So I departed. I packed up the works of James Joyce and Yeats and I boarded an Aer Lingus flight, one of a mere handful of Jewish kids in the midst of hundreds of other American students who wanted to reconnect with their roots.
Once I decided on my course, I began to foster a vision, I think, of myself transformed into some sort of Yeatsian faerie, a figure that conjured an ache instead of an “eh” from all who beheld me. To do this I would immerse myself in Irish literature, Guinness and the drunken bits of verse I would hear from locals in bars before we started making out. I would climb every mountain in Ireland. I would take every bus route, fall in love with every bartender, join a band, become its lead singer, write award-winning poetry and move into a castle with briars and wild swans. I would stop being a loudmouth and only speak in profound, enigmatic riddles.
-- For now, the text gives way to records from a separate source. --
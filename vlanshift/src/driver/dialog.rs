//! Dialogs: answering device questions while a command runs.
//!
//! Some commands stop and ask before finishing:
//! - `copy running-config flash:x` asks `Destination filename [x]?`
//! - `reload` asks `Proceed with reload? [confirm]`
//!
//! A [`Dialog`] is a list of [`Statement`]s. While the command runs, every
//! chunk of output is checked against the statement patterns; when one
//! matches, its action is called and whatever it returns is sent back as a
//! line. The dialog ends when the device prompt comes back.
//!
//! ```rust
//! use vlanshift::driver::{Dialog, Statement};
//!
//! let dialog = Dialog::new(vec![
//!     Statement::new(r"Destination filename \[(.*)\]\?")
//!         .unwrap()
//!         .reply("")
//!         .loop_continue(true)
//!         .continue_timer(false),
//! ]);
//! assert_eq!(dialog.statements().len(), 1);
//! ```

use std::fmt;
use std::sync::Arc;

use regex::bytes::Regex;

use crate::channel::last_line;

/// Callback invoked when a statement's pattern is seen.
///
/// Returning `Some(line)` sends `line` to the device; `None` sends nothing.
pub type StatementAction = Arc<dyn Fn(&StatementMatch) -> Option<String> + Send + Sync>;

/// What a statement pattern matched.
#[derive(Debug, Clone, PartialEq, Eq)]
pub struct StatementMatch {
    /// The matched text.
    pub text: String,

    /// Capture groups, `None` for groups that did not participate.
    pub captures: Vec<Option<String>>,
}

impl StatementMatch {
    /// Build a match from the first hit of `pattern` in `data`.
    pub fn find(pattern: &Regex, data: &[u8]) -> Option<Self> {
        let caps = pattern.captures(data)?;
        let text = caps
            .get(0)
            .map(|m| String::from_utf8_lossy(m.as_bytes()).into_owned())
            .unwrap_or_default();
        let captures = caps
            .iter()
            .skip(1)
            .map(|m| m.map(|m| String::from_utf8_lossy(m.as_bytes()).into_owned()))
            .collect();
        Some(Self { text, captures })
    }

    /// Capture group `index` (1-based, like the regex).
    pub fn group(&self, index: usize) -> Option<&str> {
        index
            .checked_sub(1)
            .and_then(|i| self.captures.get(i))
            .and_then(|c| c.as_deref())
    }
}

/// One pattern/action pair of a dialog.
#[derive(Clone)]
pub struct Statement {
    pattern: Regex,
    action: Option<StatementAction>,
    loop_continue: bool,
    continue_timer: bool,
}

impl Statement {
    /// A statement that does nothing when matched and ends statement
    /// matching. Use the builder methods to change that.
    pub fn new(pattern: &str) -> Result<Self, regex::Error> {
        Ok(Self {
            pattern: Regex::new(pattern)?,
            action: None,
            loop_continue: false,
            continue_timer: true,
        })
    }

    /// Call `action` when the pattern matches.
    pub fn action<F>(mut self, action: F) -> Self
    where
        F: Fn(&StatementMatch) -> Option<String> + Send + Sync + 'static,
    {
        self.action = Some(Arc::new(action));
        self
    }

    /// Always answer with `line`.
    pub fn reply(self, line: impl Into<String>) -> Self {
        let line = line.into();
        self.action(move |_| Some(line.clone()))
    }

    /// Keep watching for statements after this one matched.
    pub fn loop_continue(mut self, enabled: bool) -> Self {
        self.loop_continue = enabled;
        self
    }

    /// `false` restarts the command timeout after this statement matched.
    pub fn continue_timer(mut self, enabled: bool) -> Self {
        self.continue_timer = enabled;
        self
    }

    pub fn pattern(&self) -> &Regex {
        &self.pattern
    }

    pub fn keeps_looping(&self) -> bool {
        self.loop_continue
    }

    pub fn keeps_timer(&self) -> bool {
        self.continue_timer
    }

    /// Run the action for a match.
    pub fn respond(&self, matched: &StatementMatch) -> Option<String> {
        self.action.as_ref().and_then(|action| action(matched))
    }
}

impl fmt::Debug for Statement {
    fn fmt(&self, f: &mut fmt::Formatter<'_>) -> fmt::Result {
        f.debug_struct("Statement")
            .field("pattern", &self.pattern.as_str())
            .field("action", &self.action.as_ref().map(|_| "<callback>"))
            .field("loop_continue", &self.loop_continue)
            .field("continue_timer", &self.continue_timer)
            .finish()
    }
}

/// An ordered set of statements. Earlier statements win when several match.
#[derive(Debug, Clone, Default)]
pub struct Dialog {
    statements: Vec<Statement>,
}

impl Dialog {
    pub fn new(statements: Vec<Statement>) -> Self {
        Self { statements }
    }

    pub fn push(&mut self, statement: Statement) {
        self.statements.push(statement);
    }

    pub fn statements(&self) -> &[Statement] {
        &self.statements
    }

    pub fn is_empty(&self) -> bool {
        self.statements.is_empty()
    }

    /// Decide what a chunk of output means for a running dialog.
    ///
    /// A chunk whose last line is the device prompt ends the dialog, even
    /// if a question appears earlier in it: the device is no longer
    /// waiting. Otherwise the first watched statement that matches is
    /// answered. `watching` is false once a statement without
    /// `loop_continue` has matched.
    pub fn step(&self, watching: bool, chunk: &[u8], prompt: &Regex) -> DialogStep {
        if prompt.is_match(last_line(chunk)) {
            return DialogStep::Done;
        }
        if !watching {
            return DialogStep::Wait;
        }
        self.statements
            .iter()
            .find_map(|statement| {
                let hit = StatementMatch::find(statement.pattern(), chunk)?;
                Some(DialogStep::Answer {
                    reply: statement.respond(&hit),
                    matched: hit,
                    keep_watching: statement.keeps_looping(),
                    restart_timer: !statement.keeps_timer(),
                })
            })
            .unwrap_or(DialogStep::Wait)
    }
}

/// Next move of a dialog after one chunk of output.
#[derive(Debug, Clone, PartialEq, Eq)]
pub enum DialogStep {
    /// The prompt came back.
    Done,

    /// A statement matched.
    Answer {
        matched: StatementMatch,
        /// Line to send back, if the action produced one.
        reply: Option<String>,
        keep_watching: bool,
        restart_timer: bool,
    },

    /// Nothing to act on yet; keep reading.
    Wait,
}

/// Outcome of a command run under a dialog.
#[derive(Debug, Clone)]
pub struct DialogResult {
    /// The command that started the dialog.
    pub command: String,

    /// Output with echo and final prompt removed.
    pub output: String,

    /// Text matched by each statement, in order.
    pub matched: Vec<String>,

    /// Prompt that ended the dialog.
    pub prompt: String,

    /// Failure marker found in the output, if any.
    pub failure_message: Option<String>,
}

#[cfg(test)]
mod tests {
    use super::*;

    #[test]
    fn test_statement_defaults() {
        let statement = Statement::new(r"\[confirm\]").unwrap();
        assert!(!statement.keeps_looping());
        assert!(statement.keeps_timer());
        let matched = StatementMatch::find(statement.pattern(), b"Proceed? [confirm]").unwrap();
        assert_eq!(statement.respond(&matched), None);
    }

    #[test]
    fn test_reply_and_captures() {
        let statement = Statement::new(r"Destination filename \[(.*)\]\?")
            .unwrap()
            .reply("")
            .loop_continue(true)
            .continue_timer(false);

        let matched = StatementMatch::find(
            statement.pattern(),
            b"copy running-config flash:sh-run-2026-10-17.txt\r\nDestination filename [sh-run-2026-10-17.txt]?",
        )
        .unwrap();

        assert_eq!(matched.group(1), Some("sh-run-2026-10-17.txt"));
        assert_eq!(matched.group(0), None);
        assert_eq!(statement.respond(&matched), Some(String::new()));
        assert!(statement.keeps_looping());
        assert!(!statement.keeps_timer());
    }

    #[test]
    fn test_action_sees_match() {
        let statement = Statement::new(r"Delete filename \[(\S+)\]\?")
            .unwrap()
            .action(|m| m.group(1).map(|name| format!("flash:{name}")));
        let matched =
            StatementMatch::find(statement.pattern(), b"Delete filename [old.txt]?").unwrap();
        assert_eq!(statement.respond(&matched), Some("flash:old.txt".to_string()));
    }

    fn prompt() -> Regex {
        Regex::new(r"[\w.\-]+[>#]\s*$").unwrap()
    }

    fn copy_dialog() -> Dialog {
        Dialog::new(vec![
            Statement::new(r"Destination filename \[(.*)\]\?")
                .unwrap()
                .reply("")
                .loop_continue(true)
                .continue_timer(false),
            Statement::new(r"\[confirm\]").unwrap().reply("y"),
        ])
    }

    #[test]
    fn test_step_looping_statement() {
        let step = copy_dialog().step(true, b"copy run flash:a.txt\r\nDestination filename [a.txt]?", &prompt());
        match step {
            DialogStep::Answer {
                matched,
                reply,
                keep_watching,
                restart_timer,
            } => {
                assert_eq!(matched.group(1), Some("a.txt"));
                assert_eq!(reply, Some(String::new()));
                assert!(keep_watching);
                assert!(restart_timer);
            }
            other => panic!("unexpected step {other:?}"),
        }
    }

    #[test]
    fn test_step_terminating_statement() {
        let dialog = copy_dialog();
        let step = dialog.step(true, b"Proceed with reload? [confirm]", &prompt());
        assert!(matches!(
            step,
            DialogStep::Answer {
                keep_watching: false,
                restart_timer: false,
                ..
            }
        ));
        // Once a terminating statement matched, questions are ignored.
        assert_eq!(dialog.step(false, b"Proceed with reload? [confirm]", &prompt()), DialogStep::Wait);
    }

    #[test]
    fn test_step_prompt_ends_chunk() {
        let dialog = copy_dialog();
        let chunk = b"Destination filename [a.txt]?\r\n1234 bytes copied\r\nswitch#";
        assert_eq!(dialog.step(true, chunk, &prompt()), DialogStep::Done);
        assert_eq!(dialog.step(false, b"switch#", &prompt()), DialogStep::Done);
        assert_eq!(Dialog::default().step(true, b"Copy in progress...", &prompt()), DialogStep::Wait);
    }

    #[test]
    fn test_step_earlier_statement_wins() {
        let dialog = copy_dialog();
        let step = dialog.step(true, b"Destination filename [a.txt]? [confirm]", &prompt());
        match step {
            DialogStep::Answer { reply, .. } => assert_eq!(reply, Some(String::new())),
            other => panic!("unexpected step {other:?}"),
        }
    }

    #[test]
    fn test_no_match() {
        let pattern = Regex::new(r"\[confirm\]").unwrap();
        assert!(StatementMatch::find(&pattern, b"switch#").is_none());
    }
}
I would grow a foot taller, while I was at it, morphing from solid to lithe.
During my study abroad program’s orientation in Limerick, I began my long semester of failure at almost all of these goals.
It was certainly not an auspicious start. After a debauched orientation, my roommate and I missed our wakeup call and kept the entire study abroad program waiting on the bus for over an hour while we frantically packed. Within the next hour, our cheeks still flaming, this first friend cut ties with me. So I fell in next with some pastel-wearing virtuous types. But when, a few nights later, I departed the bar with a man and didn’t tell them, I apparently had cut ties of my own. In a week, I had basically run through the whole program–both the fast crowd and the good girls, and was alone. As for my natural companions? The black-wearing artists were nowhere to be found, at least not yet.
I comforted myself with assurances that I shouldn’t fit in. I wasn’t only there to drink and flirt with gardai and rugby players. I was there for the Irish soul, for the poetry and the music in the hills. This worked to an extent: there’s nothing as soothing and distracting as an earnestly-assumed pose.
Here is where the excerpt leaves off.